Tag Archives: Byuck

Review of Byuck… and other thoughts.

8.12.13 | | 28 comments

So, I finished Eric Jepson’s novel, BYUCK. I found it hilarious, heartwarming, and refreshing. The description of BYU (and Happy Valley) culture from the perspective of someone who wasn’t bred and born in it, who could therefore look at it from an outsider’s perspective, delighted and amused me. As I read the story, I remembered my own bemused feelings entering happy-valley culture for the first time. And I breathed a deep sigh of relief that I do not live in Provo anymore.

It also brought memories of a story I wrote about six or seven years ago that was very similar (not in writing quality, but in subject matter, characters, setup.) Nobody has read it except for my family and the editorial board at Covenant, who eventually tabled and then rejected it, saying the audience was too narrow for them to spend money to publish it. I’m grateful for that now, because it wasn’t very well written and I needed the time to learn how to write properly before critics got at it.

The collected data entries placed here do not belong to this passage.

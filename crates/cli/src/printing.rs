use puncsim_sim::simulation::{Configuration, Trajectory};
use serde::Serialize;
use std::io::{self, Write};

/// Log the effective parameters at info level.
pub fn log_parameters(config: &Configuration) {
    let execution = &config.execution;
    let evolution = &config.evolution;
    let demography = &config.demography;

    tracing::info!(
        population_size = execution.population_size,
        generations = execution.total_generations,
        seed = ?execution.seed,
        "execution parameters"
    );
    tracing::info!(
        selection_strength = evolution.selection_strength,
        mutation_rate = evolution.mutation_rate,
        mutation_strength = evolution.mutation_strength,
        "evolution parameters"
    );
    if demography.enabled {
        tracing::info!(
            big_size = demography.big_size,
            small_size = demography.small_size,
            big_generations = demography.big_generations,
            small_generations = demography.small_generations,
            "population size oscillates"
        );
    } else {
        tracing::info!("population size is constant");
    }
}

/// Print the trait-A and trait-B mean vectors, one labelled block each.
pub fn print_allele_vectors(trajectory: &Trajectory) -> io::Result<()> {
    let stdout = io::stdout();
    let mut out = stdout.lock();
    writeln!(out, "A Allele Vector: ")?;
    writeln!(out, "{:?}", trajectory.mean_a)?;
    writeln!(out, "B Allele Vector: ")?;
    writeln!(out, "{:?}", trajectory.mean_b)?;
    out.flush()
}

#[derive(Serialize)]
struct Report<'a> {
    configuration: &'a Configuration,
    trajectory: &'a Trajectory,
}

/// Print the configuration and full trajectory as one JSON document.
pub fn print_json_report(config: &Configuration, trajectory: &Trajectory) -> anyhow::Result<()> {
    let report = Report {
        configuration: config,
        trajectory,
    };
    let stdout = io::stdout();
    let mut out = stdout.lock();
    serde_json::to_writer_pretty(&mut out, &report)?;
    writeln!(out)?;
    Ok(())
}
use clap::{Args, ValueEnum};
use puncsim_sim::simulation::{
    defaults, Configuration, DemographyConfig, EvolutionConfig, ExecutionConfig,
};

/// How the finished trajectory is written to stdout.
#[derive(Debug, Clone, Copy, PartialEq, Eq, ValueEnum)]
pub enum OutputFormat {
    /// Progress lines followed by the trait-A and trait-B mean vectors
    Text,
    /// A single JSON document with the configuration and full trajectory
    Json,
}

#[derive(Args, Debug)]
pub struct SimulationArgs {
    /// Selection strength
    ///
    /// Exponent of the fitness-proportional acceptance. 0 gives neutral drift.
    #[arg(short = 's', long, default_value_t = defaults::SELECTION_STRENGTH)]
    pub selection_strength: f64,

    /// Starting population size
    #[arg(short = 'n', long, default_value_t = defaults::POPULATION_SIZE)]
    pub population_size: usize,

    /// Per-allele mutation probability
    #[arg(short = 'm', long, default_value_t = defaults::MUTATION_RATE)]
    pub mutation_rate: f64,

    /// Standard deviation of the mutation draw around the population mean
    #[arg(long, default_value_t = defaults::MUTATION_STRENGTH)]
    pub mutation_strength: f64,

    /// Number of generations
    #[arg(short = 'g', long, default_value_t = defaults::GENERATIONS)]
    pub generations: usize,

    /// Keep the population size constant instead of oscillating
    #[arg(long)]
    pub constant_size: bool,

    /// Population size during the big phase
    #[arg(long, default_value_t = defaults::BIG_POPULATION)]
    pub big_population: usize,

    /// Population size during the small phase
    #[arg(long, default_value_t = defaults::SMALL_POPULATION)]
    pub small_population: usize,

    /// Generations spent in the big phase
    #[arg(long, default_value_t = defaults::BIG_GENERATIONS)]
    pub big_generations: usize,

    /// Generations spent in the small phase
    #[arg(long, default_value_t = defaults::SMALL_GENERATIONS)]
    pub small_generations: usize,

    /// Random seed
    #[arg(long)]
    pub seed: Option<u64>,

    /// Output format
    #[arg(short, long, value_enum, default_value_t = OutputFormat::Text)]
    pub format: OutputFormat,
}

impl SimulationArgs {
    /// Assemble the simulation configuration from the parsed flags.
    pub fn configuration(&self) -> Configuration {
        Configuration {
            execution: ExecutionConfig::new(self.population_size, self.generations, self.seed),
            evolution: EvolutionConfig::new(
                self.selection_strength,
                self.mutation_rate,
                self.mutation_strength,
            ),
            demography: DemographyConfig {
                enabled: defaults::CHANGE_POPULATION && !self.constant_size,
                big_size: self.big_population,
                small_size: self.small_population,
                big_generations: self.big_generations,
                small_generations: self.small_generations,
            },
        }
    }
}
//! Base building blocks: the fitness landscape individuals are scored on.

pub mod fitness;

pub use fitness::{FitnessLandscape, SineLandscape};
//! A USB CDC virtual serial port driver for STM32 USB full-speed devices
//!
//! `usbd-vsp` drives the STM32 "USB FS device" peripheral: the one with a
//! buffer descriptor table, a dedicated packet memory, and `EPnR` endpoint
//! registers. It enumerates as a CDC-ACM device, and moves bytes between
//! the host and two ring buffers. Your application reads and writes those
//! ring buffers; it never touches the peripheral.
//!
//! To interface the library, you must define a safe implementation of
//! [`Peripherals`]. See the [`Device`] documentation for a complete example.
//!
//! # Design
//!
//! All peripheral state changes happen in one execution context, the USB
//! interrupt. The [`Driver`] reads the interrupt status, and dispatches
//! each event to either the control endpoint (EP0) state machine or the
//! bulk data endpoint (EP1). Application code runs elsewhere, and only
//! touches the [`SerialPort`] half of the [`SerialBuffers`]. Each ring buffer
//! index has exactly one writer, so the two contexts never lock.
//!
//! The driver never reads data toggle state back from the peripheral to
//! decide what comes next. It keeps its own model of each endpoint's
//! toggles, and commands the peripheral to match.
//!
//! Register access goes through the [`Registers`] trait. The memory-mapped
//! implementation comes from [`Peripherals`]; tests substitute a simulated
//! peripheral.

#![no_std]

// defmt's macros name the crate `defmt`.
#[cfg(feature = "defmt-03")]
extern crate defmt_03 as defmt;

#[macro_use]
mod log;
#[macro_use]
mod ral;

mod bdt;
mod bulk;
mod cdc;
mod control;
pub mod descriptor;
mod device;
mod driver;
mod endpoint;
mod pma;
mod ring;
mod serial;
mod state;

#[cfg(test)]
mod sim;

pub use bdt::LayoutError;
pub use cdc::{ControlLines, LineCoding, Parity, StopBits};
pub use control::ProtocolError;
pub use descriptor::Descriptors;
pub use device::Device;
pub use driver::{Config, Driver, EndpointLayout, Event, Interrupts, Transfer};
pub use pma::{PacketMemory, PacketMemoryBuffer};
pub use ring::SerialBuffers;
pub use serial::{SerialEndpoints, SerialPort};
pub use state::DeviceState;

/// Number of endpoint registers, and buffer descriptor table entries
pub const ENDPOINT_COUNT: usize = 8;

/// Maximum packet size for both the control and data endpoints
pub const MAX_PACKET_SIZE: usize = 64;

/// A type that owns the USB register block and packet memory
///
/// # Safety
///
/// `Peripherals` should only be implemented on a type that owns the USB
/// register block and the USB packet memory. The pointers returned by the
/// methods are assumed to be valid, and will be cast to a register
/// definition and a packet memory view.
///
/// # Example
///
/// A safe implementation of `Peripherals` for an STM32F0, where a PAC
/// hands out the USB peripheral. Assume that `pac` is your device's
/// peripheral access crate.
///
/// ```
/// # mod pac { pub struct USB; impl USB { pub const PTR: *const () = 0x4000_5C00 as *const (); } }
/// use usbd_vsp::Peripherals;
///
/// struct Usb {
///     _usb: pac::USB,
/// }
///
/// unsafe impl Peripherals for Usb {
///     fn usb(&self) -> *const () {
///         pac::USB::PTR
///     }
///     fn packet_memory(&self) -> *const () {
///         0x4000_6000 as *const ()
///     }
/// }
///
/// let usb = Usb { _usb: pac::USB };
/// assert_eq!(usb.packet_memory_size(), 1024);
/// ```
pub unsafe trait Peripherals {
    /// Returns the address of the USB registers
    fn usb(&self) -> *const ();
    /// Returns the address of the USB packet memory, as seen by the CPU
    fn packet_memory(&self) -> *const ();
    /// Returns the size of the USB packet memory, in bytes
    ///
    /// The default is 1024 bytes, the size on STM32F0, L0, and G4 parts.
    fn packet_memory_size(&self) -> usize {
        1024
    }
}

/// A USB peripheral register
#[derive(Debug, Clone, Copy, PartialEq, Eq)]
pub enum Register {
    /// `EPnR`, for endpoint register `n` in `0..8`
    Endpoint(u8),
    /// `CNTR`, control
    Cntr,
    /// `ISTR`, interrupt status
    Istr,
    /// `FNR`, frame number
    Fnr,
    /// `DADDR`, device address
    Daddr,
    /// `BTABLE`, buffer table address
    Btable,
    /// `BCDR`, battery charging detector (holds the D+ pull-up)
    Bcdr,
}

/// Access to the USB peripheral registers
///
/// This is the boundary between the driver and the hardware. The driver
/// expects the peripheral's access semantics: writing zero clears the
/// `CTR_*` endpoint flags and the `ISTR` event flags, and writing one
/// toggles the `DTOG_*` and `STAT_*` endpoint fields. Implementations
/// shouldn't cache or reorder accesses.
pub trait Registers {
    /// Read a register.
    fn read(&self, register: Register) -> u16;
    /// Write a register.
    fn write(&self, register: Register, value: u16);
}

impl<T: Registers + ?Sized> Registers for &T {
    fn read(&self, register: Register) -> u16 {
        T::read(self, register)
    }
    fn write(&self, register: Register, value: u16) {
        T::write(self, register, value)
    }
}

But I found myself wondering, after I finished BYUCK, and as I looked back on the experience with Covenant: where is the place for that sort of writing; for the works of LDS writers writing about our LDS culture? And where is that sort of writing going, now that things are changing so drastically in the industry? Could this sort of writing appeal to a general, not just LDS audience, and how would we accomplish that?

There are some stories that are more narrowly focused on an LDS audience (and I’d argue BYUCK is an example of that; inside jokes only Mormons would get, mormon dialect, etc). There are some one could argue might appeal to a broader audience–Moriah Jovan’s Magdalene, Steven Peck’s Scholar of Moab.  But would they?

I’m wondering, too. What if something amazing, and literary, and focused entirely within the LDS experience (aka the Great Mormon Novel) would be considered even generally marketable by anyone. What if someone did write something along the lines of Potok’s works. Would anyone read it (and of course, *we* would. But would anyone beyond the world of LDS lit advocacy read it?)

I was thinking about how in general, people who consume LDS fiction are looking for an uplifting story that will make them feel better about their life and the challenges of being LDS in a world that’s not too kind to us. That’s often why I read it. I want an inspiring story about pioneers, or an uplifting romance (guilty) or something that makes me laugh at and love the absurdities of my culture and my life (like BYUCK, or Joni Hilton’s work).

And when we look at the audience for literary fiction, there are other issues. Is Mormonism really taken seriously enough, considered fascinating enough, to be a worthy subject of study? In general I feel like religion is out of vogue in the literary world. Maybe that’s pessimistic of me.

My question is, where is our audience? Do we have to channel things in a commercial direction, create the sorts of plots LDS readers will enjoy, in order to feed them some more complex and even controversial stuff? And if we’re trying to write to a general audience, what do we have to do to make it consumable to that audience? What have others done?  What are some success and failure stories?

Theric Jepson Uncut: The Complete Byuck Interview

1.22.13 | | 9 comments

Byuck

Yesterday Modern Mormon Men ran a shortened version of my interview with AMV’s own Theric Jepson about his new novel Byuck. The interview was too long for what I like to post on MMM, so I’m posting the interview in its entirety here.

Also, if you haven’t already done so, enter Modern Mormon Men’Byuck giveaway. They have five copies up for grabs, so your odds are good. The giveaway ends on January 25.

And now, the interview…  

Scott Hales: I think we ought to get this question out of the way first: How do you pronounce Byuck?

Theric Jepson: As for me, I rhyme it with yuck, but I don’t really feel it’s my job to tell people how to pronounce it. I’m the numbskull who gave my novel a ridiculous name. Now I must live with the consequences.

SH: What is the origin story of Byuck? If I understand correctly, you wrote Byuck a while ago, but shelved it after you were told that is was basically unpublishable? I that right?

TJ: I started Byuck as a play back in 1999. I had some problems developing it and shared what I had with one of my professors at BYU, Donlu Thayer. She liked what I had fine, but gave me some stellar advice. She told me I wasn’t ready to write this story yet, that I needed some distance. So I set it aside.

I picked it up again sometime after I graduated in 2002 (by which time I was also married). By 2004 I had a working rough draft which Fob (of The Fob Bible) helped me polish.

My original plan was to try and sell the book outside the Mormon ghetto, but I did have a weird history with Deseret Book, so I decided to try them first. Which is where the comedy started.

They liked the book but told me women won’t and since women are the only people who buy books they wouldn’t publish Byuck until I did some market research for them. (Really.) So I spent a year talking to women not related to me and who did not owe me money (Deseret’s stipulations) to read it and write responses. Those responses ranged from positive to very positive (except for the U of U alumna who accused me of writing BYU propaganda). I wrote up a massive report, sent it in, and received a form rejection letter. (Really.)